You may well have the right to refuse to wear a mask. (And a store or restaurant owner has the right to refuse to serve the maskless.) But you have a duty to wear one.

We ought to think more about our duties than we do about our rights. The whole point of being a grownup is realizing that the world does not care about our desires or our feelings, and that the best way forward is through kindness and cooperation. (Some disagree and advocate hitting people with sticks and taking what they want.)

In a civil society, most of us get what we need. And if we took better care of each other, more of us would.

No doubt a lot of us are hurting and unhappy; happy people don't post manifestos on social media or cuss out grocery store clerks or swaddle themselves in camo to open carry around the Capitol. Unhappy people do those things because they're missing something in their lives, something that might be fulfilled by helping other hurting and unhappy people.

Everyone needs a hobby, and just about everybody has one, whether it's acknowledged as that or not. And far too many of us have decided to make politics our hobby.

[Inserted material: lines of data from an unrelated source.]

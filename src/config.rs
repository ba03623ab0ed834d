// src/config.rs
//! Environment-driven configuration for the crawler and its data files.

use anyhow::{Context, Result};
use std::path::PathBuf;
use std::time::Duration;
use tracing::info;

const DEFAULT_PROXY_URL: &str = "http://localhost:5000";
const DEFAULT_CRAWL_INTERVAL_SECS: u64 = 300;

#[derive(Debug, Clone)]
pub struct AppConfig {
    /// Base URL of the MCP-LinkedIn proxy service.
    pub proxy_url: String,
    /// Directory holding the flat JSON data files.
    pub data_dir: PathBuf,
    pub search: SearchConfig,
    /// Pause between crawl cycles.
    pub crawl_interval: Duration,
}

#[derive(Debug, Clone)]
pub struct SearchConfig {
    pub keywords: String,
    pub location: String,
    pub limit: u32,
}

impl Default for SearchConfig {
    fn default() -> Self {
        Self {
            keywords: "Software Engineer".to_string(),
            location: "San Francisco".to_string(),
            limit: 25,
        }
    }
}

impl AppConfig {
    /// Load configuration from the environment, falling back to defaults.
    pub fn load() -> Result<Self> {
        let proxy_url =
            std::env::var("LINKEDIN_MCP_URL").unwrap_or_else(|_| DEFAULT_PROXY_URL.to_string());

        let data_dir = std::env::var("DATA_DIR")
            .map(PathBuf::from)
            .unwrap_or_else(|_| PathBuf::from("data"));

        let mut search = SearchConfig::default();
        if let Ok(keywords) = std::env::var("CRAWL_KEYWORDS") {
            search.keywords = keywords;
        }
        if let Ok(location) = std::env::var("CRAWL_LOCATION") {
            search.location = location;
        }
        if let Ok(limit) = std::env::var("CRAWL_LIMIT") {
            search.limit = limit
                .parse()
                .context("CRAWL_LIMIT must be a positive integer")?;
        }

        let crawl_interval = match std::env::var("CRAWL_INTERVAL_SECS") {
            Ok(secs) => Duration::from_secs(
                secs.parse()
                    .context("CRAWL_INTERVAL_SECS must be a number of seconds")?,
            ),
            Err(_) => Duration::from_secs(DEFAULT_CRAWL_INTERVAL_SECS),
        };

        info!("Proxy URL: {}", proxy_url);
        info!("Data directory: {}", data_dir.display());

        Ok(Self {
            proxy_url,
            data_dir,
            search,
            crawl_interval,
        })
    }

    pub fn jobs_path(&self) -> PathBuf {
        self.data_dir.join("jobs.json")
    }

    pub fn credentials_path(&self) -> PathBuf {
        self.data_dir.join("linkedin_credentials.json")
    }

    pub async fn ensure_directories(&self) -> Result<()> {
        tokio::fs::create_dir_all(&self.data_dir)
            .await
            .with_context(|| {
                format!(
                    "Failed to create data directory: {}",
                    self.data_dir.display()
                )
            })
    }
}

It's an easy habit to pick up, what with all the so-called news channels and the would-be intellectual mascots looking to sell you credit repair and commemorative silver ingots out there. They make it easy for some to imagine themselves as freedom fighters or patriots by doing whatever it is they want to do anyway, like own a cool-looking rifle or blame people who don't look like them for all the troubles they've seen. By making them feel like they're doing something important by cos-playing as John Rambo or copying memes to try to win friends and influence people on the Internet.

If only they'd find something really important to do. Something dutiful. Something that isn't about their own wishes and egos. But it's their right to live how they want and to say whatever they want to say on the cybernetic public spaces that Big Tech has created for them to use freely, if not for free.

If you start spouting nonsense in my house, I reserve the right to tell you to shut up and even throw you out. And I reserve the right to be the sole judge of whether or not what you're spouting is in fact nonsense. If you don't like it, you can go join Parler.

We're not in a war, no matter what heated rhetoric you hear. But we are in something real, something consequential that has hurt a lot of people and continues to cause damage. It isn't war, but it may be the closest thing to it that many of us ever experience.

It's a moment that requires us to do our duty.